» What you have to do
For each line of the data below that holds "relative", copy the line.

» Source material
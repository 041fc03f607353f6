//! Conflict policies and per-item transfer outcomes.

use serde::{Deserialize, Serialize};
use std::{fmt, str::FromStr};

/// What to do when the destination of a transfer already exists.
#[derive(Serialize, Deserialize, Clone, Copy, Debug, Default, PartialEq, Eq)]
#[serde(rename_all = "lowercase")]
pub enum ConflictPolicy {
    /// Fail the item with `destination_exists`.
    #[default]
    None,
    /// Replace the destination.
    Overwrite,
    /// Pick a free `name (n).ext` sibling.
    Rename,
    /// Leave both sides alone and report the item as skipped.
    Skip,
}

impl ConflictPolicy {
    /// Resolve the policy of an upload form, honouring the legacy
    /// `overwrite=true` flag when no explicit policy is given.
    pub fn from_form(policy: Option<&str>, legacy_overwrite: Option<&str>) -> Result<Self, String> {
        match policy.map(str::trim).filter(|p| !p.is_empty()) {
            Some(p) => p.parse(),
            None => match legacy_overwrite.map(str::trim) {
                Some(v) if v.eq_ignore_ascii_case("true") || v == "1" => {
                    Ok(ConflictPolicy::Overwrite)
                }
                _ => Ok(ConflictPolicy::None),
            },
        }
    }
}

impl FromStr for ConflictPolicy {
    type Err = String;

    fn from_str(s: &str) -> Result<Self, Self::Err> {
        match s.to_ascii_lowercase().as_str() {
            "" | "none" => Ok(ConflictPolicy::None),
            "overwrite" => Ok(ConflictPolicy::Overwrite),
            "rename" => Ok(ConflictPolicy::Rename),
            "skip" => Ok(ConflictPolicy::Skip),
            other => Err(format!("unknown conflict policy `{}`", other)),
        }
    }
}

/// Machine-readable reason attached to a failed item.
#[derive(Serialize, Deserialize, Clone, Copy, Debug, PartialEq, Eq)]
#[serde(rename_all = "snake_case")]
pub enum ConflictCode {
    DestinationExists,
    SameDestination,
    QuotaExceeded,
    InvalidDestination,
    NotFound,
    AccessDenied,
    InvalidInput,
    Internal,
}

impl ConflictCode {
    pub fn as_str(&self) -> &'static str {
        match self {
            ConflictCode::DestinationExists => "destination_exists",
            ConflictCode::SameDestination => "same_destination",
            ConflictCode::QuotaExceeded => "quota_exceeded",
            ConflictCode::InvalidDestination => "invalid_destination",
            ConflictCode::NotFound => "not_found",
            ConflictCode::AccessDenied => "access_denied",
            ConflictCode::InvalidInput => "invalid_input",
            ConflictCode::Internal => "internal",
        }
    }
}

impl fmt::Display for ConflictCode {
    fn fmt(&self, f: &mut fmt::Formatter<'_>) -> fmt::Result {
        f.write_str(self.as_str())
    }
}

/// One item of a batch that could not be processed.
#[derive(Serialize, Deserialize, Clone, Debug, PartialEq, Eq)]
pub struct FailedItem {
    pub path: String,
    pub reason: String,
    pub code: ConflictCode,
}

/// Result of a batch operation, partitioned per source item.
#[derive(Serialize, Deserialize, Clone, Debug, Default, PartialEq, Eq)]
pub struct TransferOutcome {
    pub succeeded: Vec<String>,
    pub skipped: Vec<String>,
    pub failed: Vec<FailedItem>,
}

impl TransferOutcome {
    pub fn succeed(&mut self, path: impl Into<String>) {
        self.succeeded.push(path.into());
    }

    pub fn skip(&mut self, path: impl Into<String>) {
        self.skipped.push(path.into());
    }

    pub fn fail(&mut self, path: impl Into<String>, code: ConflictCode, reason: impl Into<String>) {
        self.failed.push(FailedItem {
            path: path.into(),
            reason: reason.into(),
            code,
        });
    }

    pub fn is_clean(&self) -> bool {
        self.failed.is_empty()
    }
}

/// Where a single item ended up.
#[derive(Clone, Debug, PartialEq, Eq)]
pub enum ItemResult {
    /// Placed at the given space-relative path.
    Done(String),
    Skipped,
}

/// Target directory of a batch copy or move.
#[derive(Serialize, Deserialize, Clone, Debug)]
#[serde(rename_all = "camelCase")]
pub struct Destination {
    pub space_id: i64,
    #[serde(default)]
    pub path: String,
}

/// A directory entry as shown to clients.
#[derive(Serialize, Clone, Debug, PartialEq, Eq)]
#[serde(rename_all = "camelCase")]
pub struct FileEntry {
    pub name: String,
    /// Space-relative path with a leading `/`.
    pub path: String,
    pub is_dir: bool,
    pub size: u64,
    pub modified_at: Option<chrono::DateTime<chrono::Utc>>,
}

#[cfg(test)]
mod tests {
    use super::*;

    #[test]
    fn legacy_overwrite_flag_maps_to_overwrite() {
        assert_eq!(
            ConflictPolicy::from_form(None, Some("true")).unwrap(),
            ConflictPolicy::Overwrite
        );
        assert_eq!(
            ConflictPolicy::from_form(None, Some("false")).unwrap(),
            ConflictPolicy::None
        );
        assert_eq!(
            ConflictPolicy::from_form(Some("skip"), Some("true")).unwrap(),
            ConflictPolicy::Skip
        );
        assert!(ConflictPolicy::from_form(Some("merge"), None).is_err());
    }

    #[test]
    fn outcome_serializes_codes_in_snake_case() {
        let mut outcome = TransferOutcome::default();
        outcome.fail("/a.txt", ConflictCode::SameDestination, "same path");
        let json = serde_json::to_value(&outcome).unwrap();
        assert_eq!(json["failed"][0]["code"], "same_destination");
        assert_eq!(outcome.failed.len(), 1);
        assert!(!outcome.is_clean());
    }
}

» Answer section
    /// Placed at the given space-relative path.
    /// Space-relative path with a leading `/`.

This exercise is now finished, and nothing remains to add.